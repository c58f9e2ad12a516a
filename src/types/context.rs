//! Structured contextual information attached to validators and failures.
use core::fmt::{self, Debug, Display};

#[cfg(feature = "serde")]
use serde::{Deserialize, Serialize};

/// A contextual value, kept structured so message templates can render it as they choose.
///
/// Scalars are stored as their `Debug` rendering; sequences keep one rendering per element.
///
/// # Examples
///
/// ```
/// use requirements_rail::types::ContextValue;
///
/// assert_eq!(ContextValue::of(&"hi").to_string(), "\"hi\"");
/// assert_eq!(ContextValue::list([1, 2, 3].iter()).to_string(), "[1, 2, 3]");
/// assert_eq!(ContextValue::Null.to_string(), "null");
/// ```
#[derive(Clone, Debug, PartialEq, Eq, Hash)]
#[cfg_attr(feature = "serde", derive(Serialize, Deserialize))]
pub enum ContextValue {
    /// An absent value.
    Null,
    /// A single value.
    Scalar(String),
    /// A sequence of values such as a collection or a difference partition.
    List(Vec<String>),
}

impl ContextValue {
    /// Captures the `Debug` rendering of `value`.
    #[inline]
    pub fn of<T: Debug + ?Sized>(value: &T) -> Self {
        Self::Scalar(format!("{value:?}"))
    }

    /// Captures each element of a sequence.
    pub fn list<'a, E, I>(elements: I) -> Self
    where
        E: Debug + 'a,
        I: IntoIterator<Item = &'a E>,
    {
        Self::List(elements.into_iter().map(|e| format!("{e:?}")).collect())
    }

    /// Maps `None` to [`ContextValue::Null`].
    #[inline]
    pub fn of_option<T: Debug>(value: Option<&T>) -> Self {
        value.map_or(Self::Null, Self::of)
    }
}

impl Display for ContextValue {
    fn fmt(&self, f: &mut fmt::Formatter<'_>) -> fmt::Result {
        match self {
            Self::Null => f.write_str("null"),
            Self::Scalar(value) => f.write_str(value),
            Self::List(elements) => write!(f, "[{}]", elements.join(", ")),
        }
    }
}

/// Ordered map of context entries with unique keys.
///
/// Insertion order is significant: it is the order entries appear in messages.
#[derive(Clone, Debug, Default, PartialEq, Eq)]
#[cfg_attr(feature = "serde", derive(Serialize, Deserialize))]
pub struct ContextMap {
    entries: Vec<(String, ContextValue)>,
}

impl ContextMap {
    #[inline]
    pub fn new() -> Self {
        Self::default()
    }

    /// Inserts or replaces the entry for `name`, keeping the original position on replace.
    pub fn insert(&mut self, name: impl Into<String>, value: ContextValue) {
        let name = name.into();
        match self.entries.iter_mut().find(|(key, _)| *key == name) {
            Some((_, existing)) => *existing = value,
            None => self.entries.push((name, value)),
        }
    }

    /// Inserts the entry only if `name` is not already present.
    pub fn insert_if_absent(&mut self, name: &str, value: &ContextValue) {
        if !self.contains_key(name) {
            self.entries.push((name.to_string(), value.clone()));
        }
    }

    #[inline]
    pub fn contains_key(&self, name: &str) -> bool {
        self.entries.iter().any(|(key, _)| key == name)
    }

    #[inline]
    pub fn get(&self, name: &str) -> Option<&ContextValue> {
        self.entries.iter().find(|(key, _)| key == name).map(|(_, value)| value)
    }

    #[inline]
    pub fn len(&self) -> usize {
        self.entries.len()
    }

    #[inline]
    pub fn is_empty(&self) -> bool {
        self.entries.is_empty()
    }

    #[inline]
    pub fn iter(&self) -> impl Iterator<Item = (&str, &ContextValue)> {
        self.entries.iter().map(|(key, value)| (key.as_str(), value))
    }
}

impl<K: Into<String>> FromIterator<(K, ContextValue)> for ContextMap {
    fn from_iter<I: IntoIterator<Item = (K, ContextValue)>>(iter: I) -> Self {
        let mut map = Self::new();
        for (key, value) in iter {
            map.insert(key, value);
        }
        map
    }
}
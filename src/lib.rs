//! Fluent parameter validation with fail-fast or accumulated failures.
//!
//! Wrap a value and its diagnostic name, chain checks, and either return the
//! first failure through `?` or collect every failure for later inspection.
//! Failure messages list the offending value and its context, and explain
//! collection mismatches with the `missing`, `unwanted` or `duplicates`
//! elements.
//!
//! The entry points and main types are re-exported at the crate root; the
//! [`prelude`] gathers them together with the naming macros.
//!
//! # Examples
//!
//! ## Fail-fast argument checks
//!
//! ```
//! use requirements_rail::{require_that, ErrorKind};
//!
//! let error = require_that(-4, "width")
//!     .and_then(|v| v.is_positive())
//!     .unwrap_err();
//!
//! assert_eq!(error.kind(), ErrorKind::InvalidArgument);
//! assert_eq!(error.message(), "\"width\" must be positive.\nwidth: -4");
//! ```
//!
//! ## Batch checking
//!
//! ```
//! use requirements_rail::check_if;
//!
//! let name = check_if(String::from("ab cd"), "username")?.does_not_contain_whitespace()?;
//! let age = check_if(200, "age")?.is_between(0, 150)?;
//!
//! let all = check_if((), "form")?.and(&[&name, &age]);
//! assert_eq!(all.else_get_messages().len(), 2);
//! assert!(all.else_throw().is_err());
//! # Ok::<(), requirements_rail::ValidationError>(())
//! ```
//!
//! ## Absent values
//!
//! ```
//! use requirements_rail::{check_if_option, ErrorKind};
//!
//! let validator = check_if_option(None::<i32>, "timeout")?.is_positive()?;
//! let error = validator.else_get_exception().unwrap();
//! assert_eq!(error.kind(), ErrorKind::Null);
//! assert_eq!(error.message(), "\"timeout\" may not be null");
//! # Ok::<(), requirements_rail::ValidationError>(())
//! ```
//!
//! ## Custom configuration
//!
//! ```
//! use requirements_rail::config::Configuration;
//! use requirements_rail::{ErrorKind, ValidationError, Validators};
//!
//! let validators = Validators::with_configuration(
//!     Configuration::builder()
//!         .record_stacktrace(false)
//!         .exception_transformer(|error: &ValidationError| {
//!             Some(ValidationError::new(
//!                 ErrorKind::Custom { name: "BadRequest", checked: false },
//!                 error.message(),
//!             ))
//!         })
//!         .build(),
//! );
//!
//! let error = validators.require_that(0, "page")?.is_positive().unwrap_err();
//! assert_eq!(error.kind().label(), "BadRequest");
//! # Ok::<(), requirements_rail::ValidationError>(())
//! ```

/// Validation policy and its builder
pub mod config;
/// Validator factories and presets
pub mod factory;
/// Macros that name values after their expressions
pub mod macros;
/// Failure message construction
pub mod message;
/// Convenience re-exports for quick starts
pub mod prelude;
/// Value, error and failure types
pub mod types;
/// The fluent validator and its checks
pub mod validator;

pub use config::{Configuration, EqualityMethod, MutableConfiguration};
pub use factory::{
    assume_that, assume_that_option, check_if, check_if_option, require_that, require_that_option,
    Validators,
};
pub use types::{
    Cause, ContextMap, ContextValue, ErrorKind, ValidationError, ValidationFailure,
    ValidationFailures, ValidationResult,
};
pub use validator::{
    named, Container, Elements, HasFailures, IntoOperand, MapLike, Named, Numeric, Validator,
};
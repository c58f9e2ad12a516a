//! Convenience re-exports for common usage patterns.
//!
//! ```
//! use requirements_rail::prelude::*;
//!
//! fn withdraw(balance: u64, amount: u64) -> ValidationResult<u64> {
//!     require_that(amount, "amount")?
//!         .is_positive()?
//!         .is_less_than_or_equal_to(named(balance, "balance"))?;
//!     Ok(balance - amount)
//! }
//!
//! assert_eq!(withdraw(100, 30), Ok(70));
//! assert_eq!(withdraw(100, 130).unwrap_err().kind(), ErrorKind::InvalidArgument);
//! ```

// Macros
pub use crate::{assume_that, check_if, named, require_that};

// Entry points
pub use crate::factory::{
    assume_that_option, check_if_option, require_that_option, Validators,
};

// Types
pub use crate::config::{Configuration, EqualityMethod, MutableConfiguration};
pub use crate::types::{ErrorKind, ValidationError, ValidationFailures, ValidationResult};
pub use crate::validator::{HasFailures, IntoOperand, Validator};
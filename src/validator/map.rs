use super::{Container, Validator};
use crate::types::ValidationResult;
use core::fmt::Debug;
use std::collections::{BTreeMap, HashMap};

/// A map whose keys and values can be validated as lists.
pub trait MapLike: Container {
    type Key;
    type Value;

    /// The keys, in iteration order.
    fn key_list(&self) -> Vec<&Self::Key>;

    /// The values, in the same order as [`key_list`](Self::key_list).
    fn value_list(&self) -> Vec<&Self::Value>;
}

impl<K, V, S> Container for HashMap<K, V, S> {
    #[inline]
    fn size(&self) -> usize {
        self.len()
    }
}

impl<K, V, S> MapLike for HashMap<K, V, S> {
    type Key = K;
    type Value = V;

    fn key_list(&self) -> Vec<&K> {
        self.keys().collect()
    }

    fn value_list(&self) -> Vec<&V> {
        self.values().collect()
    }
}

impl<K, V> Container for BTreeMap<K, V> {
    #[inline]
    fn size(&self) -> usize {
        self.len()
    }
}

impl<K, V> MapLike for BTreeMap<K, V> {
    type Key = K;
    type Value = V;

    fn key_list(&self) -> Vec<&K> {
        self.keys().collect()
    }

    fn value_list(&self) -> Vec<&V> {
        self.values().collect()
    }
}

impl<M> Validator<M>
where
    M: MapLike + Debug,
{
    /// Validates the keys, under the name `"<name>.keys()"`.
    ///
    /// # Examples
    ///
    /// ```
    /// use requirements_rail::require_that;
    /// use std::collections::BTreeMap;
    ///
    /// let ports = BTreeMap::from([("http", 80), ("https", 443)]);
    /// require_that(ports, "ports")?.keys()?.contains("https")?;
    /// # Ok::<(), requirements_rail::ValidationError>(())
    /// ```
    #[track_caller]
    pub fn keys(self) -> ValidationResult<Validator<Vec<M::Key>>>
    where
        M::Key: Clone,
    {
        self.project("keys()", |map| map.key_list().into_iter().cloned().collect())
    }

    /// Validates the values, under the name `"<name>.values()"`.
    #[track_caller]
    pub fn values(self) -> ValidationResult<Validator<Vec<M::Value>>>
    where
        M::Value: Clone,
    {
        self.project("values()", |map| map.value_list().into_iter().cloned().collect())
    }
}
══════
## Exercise
Return each line above where the word "project" shows up.

## Solution to the exercise
        self.project("keys()", |map| map.key_list().into_iter().cloned().collect())
        self.project("values()", |map| map.value_list().into_iter().cloned().collect())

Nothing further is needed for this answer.